WHAT IS BEING ASKED.
Produce as output only the lines below starting at the line with "if let Some(e)" and continuing through the line with "if mode_is_symlink(mode) &&", each one exactly as written.

SOURCE DATA.
//! Inodes.
//!
//! An inode describes a single unnamed file: type, ownership, link
//! count, timestamps, and the roots of its directory table, file-map
//! and xattr chain. The on-disk inode occupies one whole block, so the
//! short symlink target and the inline xattr area live inside it.
//!
//! Life cycle: an inode is created by the operation that names it
//! (create, mkdir, symlink, link target of mknod), destroyed when its
//! link count reaches zero — immediately if nothing holds it open,
//! otherwise deferred to the last close or the adaptor's final forget.

use std::sync::Arc;

use bitflags::bitflags;
use log::debug;

use crate::cache::Centry;
use crate::error::{Error, Result};
use crate::layout::{DInode, DTimes};
use crate::param::{BK_SIZE, LINK_MAX, SYMLNK_INLINE_MAX, SYMLNK_MAX};
use crate::vaddr::{ino_of, is_pseudo_ino, Kind};

use super::{unix_now, Fsys};

bitflags! {
    /// Which attributes a setattr request carries.
    pub struct SetAttrSet: u32 {
        const MODE      = 1 << 0;
        const UID       = 1 << 1;
        const GID       = 1 << 2;
        const SIZE      = 1 << 3;
        const ATIME     = 1 << 4;
        const MTIME     = 1 << 5;
        const ATIME_NOW = 1 << 6;
        const MTIME_NOW = 1 << 7;
    }
}

/// Decoded setattr request.
#[derive(Debug, Clone, Copy)]
pub struct SetAttr {
    pub set: SetAttrSet,
    pub mode: u32,
    pub uid: u32,
    pub gid: u32,
    pub size: u64,
    pub atime: (u64, u64),
    pub mtime: (u64, u64),
}

/// Request credentials, carried on every frame.
#[derive(Debug, Clone, Copy, Default)]
pub struct Cred {
    pub uid: u32,
    pub gid: u32,
}

impl Cred {
    pub fn is_root(&self) -> bool {
        self.uid == 0
    }
}

/// POSIX attribute snapshot handed back to the adaptor.
#[derive(Debug, Clone, Copy, Default, PartialEq)]
pub struct Attr {
    pub ino: u64,
    pub mode: u32,
    pub nlink: u32,
    pub uid: u32,
    pub gid: u32,
    pub rdev: u64,
    pub size: u64,
    /// 512-byte units, as stat reports them.
    pub blocks: u64,
    pub blksize: u32,
    pub atime: (u64, u64),
    pub mtime: (u64, u64),
    pub ctime: (u64, u64),
    pub btime: (u64, u64),
}

pub fn mode_is_dir(mode: u32) -> bool {
    mode & libc::S_IFMT == libc::S_IFDIR
}

pub fn mode_is_reg(mode: u32) -> bool {
    mode & libc::S_IFMT == libc::S_IFREG
}

pub fn mode_is_symlink(mode: u32) -> bool {
    mode & libc::S_IFMT == libc::S_IFLNK
}

/// Attribute snapshot of an on-disk inode.
pub fn attr_of(d: &DInode) -> Attr {
    Attr {
        ino: d.ino,
        mode: d.mode,
        nlink: d.nlink,
        uid: d.uid,
        gid: d.gid,
        rdev: d.rdev,
        size: d.size,
        blocks: d.nblocks * (BK_SIZE as u64 / 512),
        blksize: BK_SIZE as u32,
        atime: (d.times.atime_sec, d.times.atime_nsec),
        mtime: (d.times.mtime_sec, d.times.mtime_nsec),
        ctime: (d.times.ctime_sec, d.times.ctime_nsec),
        btime: (d.times.btime_sec, d.times.btime_nsec),
    }
}

pub fn touch_ctime(d: &mut DInode) {
    let (sec, nsec) = unix_now();
    d.times.ctime_sec = sec;
    d.times.ctime_nsec = nsec;
}

pub fn touch_mtime_ctime(d: &mut DInode) {
    let (sec, nsec) = unix_now();
    d.times.mtime_sec = sec;
    d.times.mtime_nsec = nsec;
    d.times.ctime_sec = sec;
    d.times.ctime_nsec = nsec;
}

fn times_now() -> DTimes {
    let (sec, nsec) = unix_now();
    DTimes {
        atime_sec: sec,
        atime_nsec: nsec,
        mtime_sec: sec,
        mtime_nsec: nsec,
        ctime_sec: sec,
        ctime_nsec: nsec,
        btime_sec: sec,
        btime_nsec: nsec,
    }
}

impl Fsys {
    /// Creates a fresh inode node of the given mode under `parent`.
    pub fn inode_new(
        &self,
        mode: u32,
        cred: Cred,
        parent: u64,
        rdev: u64,
    ) -> Result<Arc<Centry>> {
        let va = self.alloc_va(Kind::Inode, 0)?;
        let ino = ino_of(va);
        let mut d: DInode = zerocopy::FromBytes::new_zeroed();
        d.ino = ino;
        d.parent = parent;
        d.mode = mode;
        d.nlink = if mode_is_dir(mode) { 2 } else { 1 };
        d.uid = cred.uid;
        d.gid = cred.gid;
        d.rdev = rdev;
        d.times = times_now();
        if mode_is_dir(mode) {
            // Per-directory hash seed; adversarial name sets cannot be
            // precomputed against it.
            let raw = uuid::Uuid::new_v4();
            let mut seed = [0u8; 8];
            seed.copy_from_slice(&raw.as_bytes()[..8]);
            d.dir_seed = u64::from_le_bytes(seed);
        }
        let entry = self.cache().insert_new(va, crate::node::Node::Inode(Box::new(d)));
        entry.set_owner(ino);
        entry.mark_dirty();
        debug!("new inode {} mode {:o}", ino, mode);
        Ok(entry)
    }

    pub fn getattr_op(&self, ino: u64) -> Result<Attr> {
        if is_pseudo_ino(ino) {
            return crate::server::pseudo::getattr(self, ino);
        }
        let e = self.require_inode(ino)?;
        self.with_inode(&e, attr_of)
    }

    pub fn setattr_op(&self, ino: u64, sa: &SetAttr, cred: Cred) -> Result<Attr> {
        if is_pseudo_ino(ino) {
            return Err(Error::NotSupported);
        }
        let e = self.require_inode(ino)?;
        let (owner_uid, mode) = self.with_inode(&e, |d| (d.uid, d.mode))?;
        if sa.set.intersects(SetAttrSet::MODE | SetAttrSet::UID | SetAttrSet::GID)
            && !cred.is_root()
            && cred.uid != owner_uid
        {
            return Err(Error::NotOwner);
        }
        if sa.set.contains(SetAttrSet::SIZE) {
            if mode_is_dir(mode) {
                return Err(Error::IsDir);
            }
            if !mode_is_reg(mode) {
                return Err(Error::Invalid);
            }
            self.ftruncate(&e, sa.size)?;
        }
        self.with_inode_mut(&e, |d| {
            if sa.set.contains(SetAttrSet::MODE) {
                d.mode = (d.mode & libc::S_IFMT) | (sa.mode & !libc::S_IFMT);
            }
            if sa.set.contains(SetAttrSet::UID) {
                d.uid = sa.uid;
            }
            if sa.set.contains(SetAttrSet::GID) {
                d.gid = sa.gid;
            }
            if sa.set.contains(SetAttrSet::ATIME) {
                d.times.atime_sec = sa.atime.0;
                d.times.atime_nsec = sa.atime.1;
            }
            if sa.set.contains(SetAttrSet::MTIME) {
                d.times.mtime_sec = sa.mtime.0;
                d.times.mtime_nsec = sa.mtime.1;
            }
            if sa.set.intersects(SetAttrSet::ATIME_NOW | SetAttrSet::MTIME_NOW) {
                let (sec, nsec) = unix_now();
                if sa.set.contains(SetAttrSet::ATIME_NOW) {
                    d.times.atime_sec = sec;
                    d.times.atime_nsec = nsec;
                }
                if sa.set.contains(SetAttrSet::MTIME_NOW) {
                    d.times.mtime_sec = sec;
                    d.times.mtime_nsec = nsec;
                }
            }
            touch_ctime(d);
            attr_of(d)
        })
    }

    pub fn open_op(&self, ino: u64, flags: u32) -> Result<u64> {
        if is_pseudo_ino(ino) {
            let _ = crate::server::pseudo::getattr(self, ino)?;
            return self.handle_open(ino, flags, None);
        }
        let e = self.require_inode(ino)?;
        let mode = self.with_inode(&e, |d| d.mode)?;
        if mode_is_dir(mode) && (flags & libc::O_ACCMODE as u32) != libc::O_RDONLY as u32 {
            return Err(Error::IsDir);
        }
        if flags & libc::O_TRUNC as u32 != 0 && mode_is_reg(mode) {
            self.ftruncate(&e, 0)?;
        }
        self.handle_open(ino, flags, Some(e))
    }

    pub fn release_op(&self, fh: u64) -> Result<()> {
        if let Some(orphan) = self.handle_release(fh)? {
            self.reap_push(orphan);
        }
        Ok(())
    }

    pub fn forget_op(&self, ino: u64, nlookup: u64) -> Result<()> {
        if is_pseudo_ino(ino) {
            return Ok(());
        }
        if self.nlookup_forget(ino, nlookup) && !self.is_open(ino) {
            if let Some(e) = self.cache().lookup(crate::vaddr::va_of_ino(ino)) {
                let nlink = self.with_inode(&e, |d| d.nlink)?;
                if nlink == 0 {
                    self.reap_push(ino);
                }
            }
        }
        Ok(())
    }

    /// Reclaims everything an inode owns, then the inode block itself.
    pub fn destroy_inode(&self, e: &Centry) -> Result<()> {
        let (ino, mode, sym_leaf) =
            self.with_inode(e, |d| (d.ino, d.mode, d.sym_leaf))?;
        debug!("destroy inode {}", ino);
        if mode_is_reg(mode) {
            self.ftruncate(e, 0)?;
        }
        if mode_is_dir(mode) {
            self.dir_drop_all(e)?;
        }
        self.xattr_drop_all(e)?;
        if mode_is_symlink(mode) && !sym_leaf.is_hole() {
            if let Some(va) = crate::vaddr::Vaddr::from_u64(sym_leaf.ptr) {
                self.free_va(va)?;
            }
        }
        self.drop_node(e)
    }

    /// Bumps the link count, guarding the configured ceiling.
    pub fn nlink_bump(&self, e: &Centry) -> Result<()> {
        let nlink = self.with_inode(e, |d| d.nlink)?;
        if nlink >= LINK_MAX {
            return Err(Error::MLink);
        }
        self.with_inode_mut(e, |d| {
            d.nlink += 1;
            touch_ctime(d);
        })
    }

    pub fn nlink_drop(&self, e: &Centry) -> Result<u32> {
        self.with_inode_mut(e, |d| {
            debug_assert!(d.nlink > 0);
            d.nlink -= 1;
            touch_ctime(d);
            d.nlink
        })
    }

    // ------------------------------------------------------------------
    // Symlinks

    /// Stores a symlink target: inline when short, in one leaf block
    /// otherwise.
    pub fn symlink_set_target(&self, e: &Centry, target: &[u8]) -> Result<()> {
        if target.is_empty() || target.len() > SYMLNK_MAX {
            return Err(Error::NameTooLong);
        }
        if target.len() <= SYMLNK_INLINE_MAX {
            return self.with_inode_mut(e, |d| {
                d.sym_len = target.len() as u32;
                d.sym_inline[..target.len()].copy_from_slice(target);
                d.size = target.len() as u64;
            });
        }
        let ino = self.with_inode(e, |d| d.ino)?;
        let mut payload = crate::codec::new_bkbuf();
        payload[..target.len()].copy_from_slice(target);
        let crc = crate::crc::crc32(&payload[..]);
        let leaf = self.new_node(Kind::Leaf, ino, crate::node::Node::Leaf(payload))?;
        self.with_inode_mut(e, |d| {
            d.sym_len = target.len() as u32;
            d.sym_leaf = crate::layout::DChild { ptr: leaf.va.to_u64(), crc, flags: 0 };
            d.size = target.len() as u64;
            d.nblocks += 1;
        })
    }

    pub fn readlink_op(&self, ino: u64) -> Result<Vec<u8>> {
        let e = self.require_inode(ino)?;
        let (mode, len, inline, leaf_slot) = self.with_inode(&e, |d| {
            (d.mode, d.sym_len as usize, d.sym_inline, d.sym_leaf)
        })?;
        if !mode_is_symlink(mode) {
            return Err(Error::Invalid);
        }
        if len <= SYMLNK_INLINE_MAX {
            return Ok(inline[..len].to_vec());
        }
        let va = crate::vaddr::Vaddr::from_u64(leaf_slot.ptr)
            .ok_or(Error::CorruptData(e.va))?;
        let leaf = self.require(va)?;
        let guard = leaf.node();
        match guard.as_ref() {
            Some(crate::node::Node::Leaf(bk)) => Ok(bk[..len].to_vec()),
            _ => Err(Error::WrongKind(va)),
        }
    }
}

#[cfg(test)]
mod tests {
    use super::*;

    #[test]
    fn mode_predicates() {
        assert!(mode_is_dir(libc::S_IFDIR | 0o755));
        assert!(mode_is_reg(libc::S_IFREG | 0o644));
        assert!(mode_is_symlink(libc::S_IFLNK | 0o777));
        assert!(!mode_is_dir(libc::S_IFREG | 0o644));
    }

    #[test]
    fn attr_blocks_in_512_units() {
        let mut d: DInode = zerocopy::FromBytes::new_zeroed();
        d.nblocks = 3;
        let attr = attr_of(&d);
        assert_eq!(attr.blocks, 3 * (BK_SIZE as u64 / 512));
        assert_eq!(attr.blksize, BK_SIZE as u32);
    }
}
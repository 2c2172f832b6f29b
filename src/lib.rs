//! volufs: a user-space volume filesystem.
//!
//! A single fixed-size volume file is carved into allocation groups of
//! power-of-two blocks; every persistent node (superblock, space-maps,
//! inodes, directory nodes, file-map nodes, data leaves, xattr nodes)
//! lives in exactly one block and is named by a stable virtual
//! address. Layers, bottom up:
//!   + Codec and volume: whole-block transfer with torn-write
//!     detection.
//!   + Space-maps: per-AG, per-kind allocation bitmaps.
//!   + Cache: bounded, single-instance-per-address object cache.
//!   + Storage engine: fetch/store of whole nodes, wave-ordered flush.
//!   + Filesystem engines: inodes, directories, file-maps, xattrs.
//!   + Pipeline: RX / VPROC / SIO / TX stage workers over bounded
//!     queues, with a pending set for tasks awaiting block I/O.

pub mod cache;
pub mod check;
pub mod codec;
pub mod crc;
pub mod error;
pub mod fs;
pub mod layout;
pub mod mkfs;
pub mod node;
pub mod param;
pub mod pstor;
pub mod server;
pub mod spacemap;
pub mod vaddr;
pub mod volume;

pub use error::{Error, Result};
pub use fs::Fsys;
pub use server::Server;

SOLUTION FOR THIS TASK.
            if let Some(e) = self.cache().lookup(crate::vaddr::va_of_ino(ino)) {
                let nlink = self.with_inode(&e, |d| d.nlink)?;
                if nlink == 0 {
                    self.reap_push(ino);
                }
            }
        }
        Ok(())
    }

    /// Reclaims everything an inode owns, then the inode block itself.
    pub fn destroy_inode(&self, e: &Centry) -> Result<()> {
        let (ino, mode, sym_leaf) =
            self.with_inode(e, |d| (d.ino, d.mode, d.sym_leaf))?;
        debug!("destroy inode {}", ino);
        if mode_is_reg(mode) {
            self.ftruncate(e, 0)?;
        }
        if mode_is_dir(mode) {
            self.dir_drop_all(e)?;
        }
        self.xattr_drop_all(e)?;
        if mode_is_symlink(mode) && !sym_leaf.is_hole() {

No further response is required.